On the other hand, for starts with the loss of more than one wicket, the end-overs in IPL 2020 have produced 52 runs while batting first and 56 while batting second. If that rings any bells.

IPL 2020
IPL 2020

And just for the sake of the pedant: IPL PowerPlays with an intersection of one or less wickets lost and 45 or less runs yielded? A mere 40 runs have been milked off the final four overs. In chases, 33. Conservation of wickets has just not mattered, and it is screaming into your ears like a howler!

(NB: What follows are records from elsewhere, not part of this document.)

// Path: crates/observer/src/retry.rs
//! Bounded retries for fallible async calls.

use observer_types::error::ObserverError;
use observer_types::Result;
use std::future::Future;
use tokio::time::{sleep, Duration};

/// How long to wait between attempts.
#[derive(Debug, Clone, Copy, PartialEq, Eq)]
pub enum Backoff {
    /// The same delay after every failed attempt.
    Fixed(Duration),
    /// `base * 2^attempt`, capped at `max`.
    Exponential {
        /// Delay after the first failure.
        base: Duration,
        /// Upper bound on any single delay.
        max: Duration,
    },
}

/// A retry budget for one kind of call.
#[derive(Debug, Clone, Copy, PartialEq, Eq)]
pub struct RetryPolicy {
    /// Total attempts, including the first. Zero is treated as one.
    pub max_attempts: u32,
    /// Delay schedule between attempts.
    pub backoff: Backoff,
}

impl RetryPolicy {
    /// `max_attempts` tries separated by `delay`.
    pub fn fixed(max_attempts: u32, delay: Duration) -> Self {
        Self {
            max_attempts,
            backoff: Backoff::Fixed(delay),
        }
    }

    /// `max_attempts` tries with doubling delays starting at `base`.
    pub fn exponential(max_attempts: u32, base: Duration, max: Duration) -> Self {
        Self {
            max_attempts,
            backoff: Backoff::Exponential { base, max },
        }
    }

    fn delay(&self, attempt: u32) -> Duration {
        match self.backoff {
            Backoff::Fixed(delay) => delay,
            Backoff::Exponential { base, max } => base
                .saturating_mul(1u32 << attempt.min(16))
                .min(max),
        }
    }

    /// Runs `op` until it succeeds or the budget is spent.
    ///
    /// Exhausting the budget yields `MaxRetriesExceeded` carrying the last
    /// error's message.
    pub async fn run<T, F, Fut>(&self, label: &str, mut op: F) -> Result<T>
    where
        F: FnMut() -> Fut,
        Fut: Future<Output = Result<T>>,
    {
        let attempts = self.max_attempts.max(1);
        let mut last_error = String::new();
        for attempt in 0..attempts {
            match op().await {
                Ok(value) => return Ok(value),
                Err(e) => {
                    last_error = e.to_string();
                    if attempt + 1 < attempts {
                        let delay = self.delay(attempt);
                        tracing::warn!(
                            target: "retry",
                            label,
                            attempt = attempt + 1,
                            delay_ms = delay.as_millis() as u64,
                            error = %e,
                            "attempt failed, retrying"
                        );
                        sleep(delay).await;
                    }
                }
            }
        }
        Err(ObserverError::MaxRetriesExceeded {
            attempts,
            last_error,
        })
    }
}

So where do these biases originate?

Simultaneous to this mess, teams are constantly punching above their weights. In the 19 first innings in IPL 2020, an above-average score has been breached in the death overs at least nine times. Of these, 5 have been 60-plus.

Unwittingly, players are being drawn into the belief that anything is possible at the end, thanks to our cheery cognitive biases when clearly the same record plummets gloriously while batting second: 50 has been scaled only six times in chases, in a "dude, scoreboard pressure is a thing" manner.

It was evident we were back in Rome when Jos Buttler said:

"The six-hitting shows that if you have that capability, you can make your run quite late to try and win the game. Rahul Tewatia hit five sixes in an over that took us from being out of the game to right back in the game. In past tournaments, you think of Andre Russell, and KKR needing 70 runs off four overs and managing to get there. So I think if you have that six-hitting capability, you never feel quite safe as the team defending. You realise you can get more at the end than you probably thought you could."

Cricketers, like fans, are prone to big-moment fascinations, because as a race we are unthinking morons. (Don't blame me, there's evolutionary evidence. Do you remember Sanju Samson's assail that produced 69 runs in the RR v KXIP game PowerPlay or Tweatia's seven-ball streak?)

Check the latest IPL prediction here.

We retain what is rare, what is abnormal, what is short, sweet and dainty, like Stokes-Headingley or Tewatia-Sharjah and base our impressions upon them because the normal is too normal and not worth retention. If we had a choice, we would selectively embrace the precious rarities of life and then not retain them because normal is too normal. In short, we are weird.

So, look. ho. Now that you are in Rome anyway, use up the perks. Read a bit of Ovid. Try out The Art Of Loving.

Because of course, 'When in Rome, do as the Romans say' is the adage so cattishly followed by our cricketers, and as followers, we are bound to trail on their heels. Maybe, until teams learn to put this advice where it needs to be (the trash) and get on with it, we might have to deal with the most predictable IPL of all these years. Until then, when in Rome, do as the Romans do.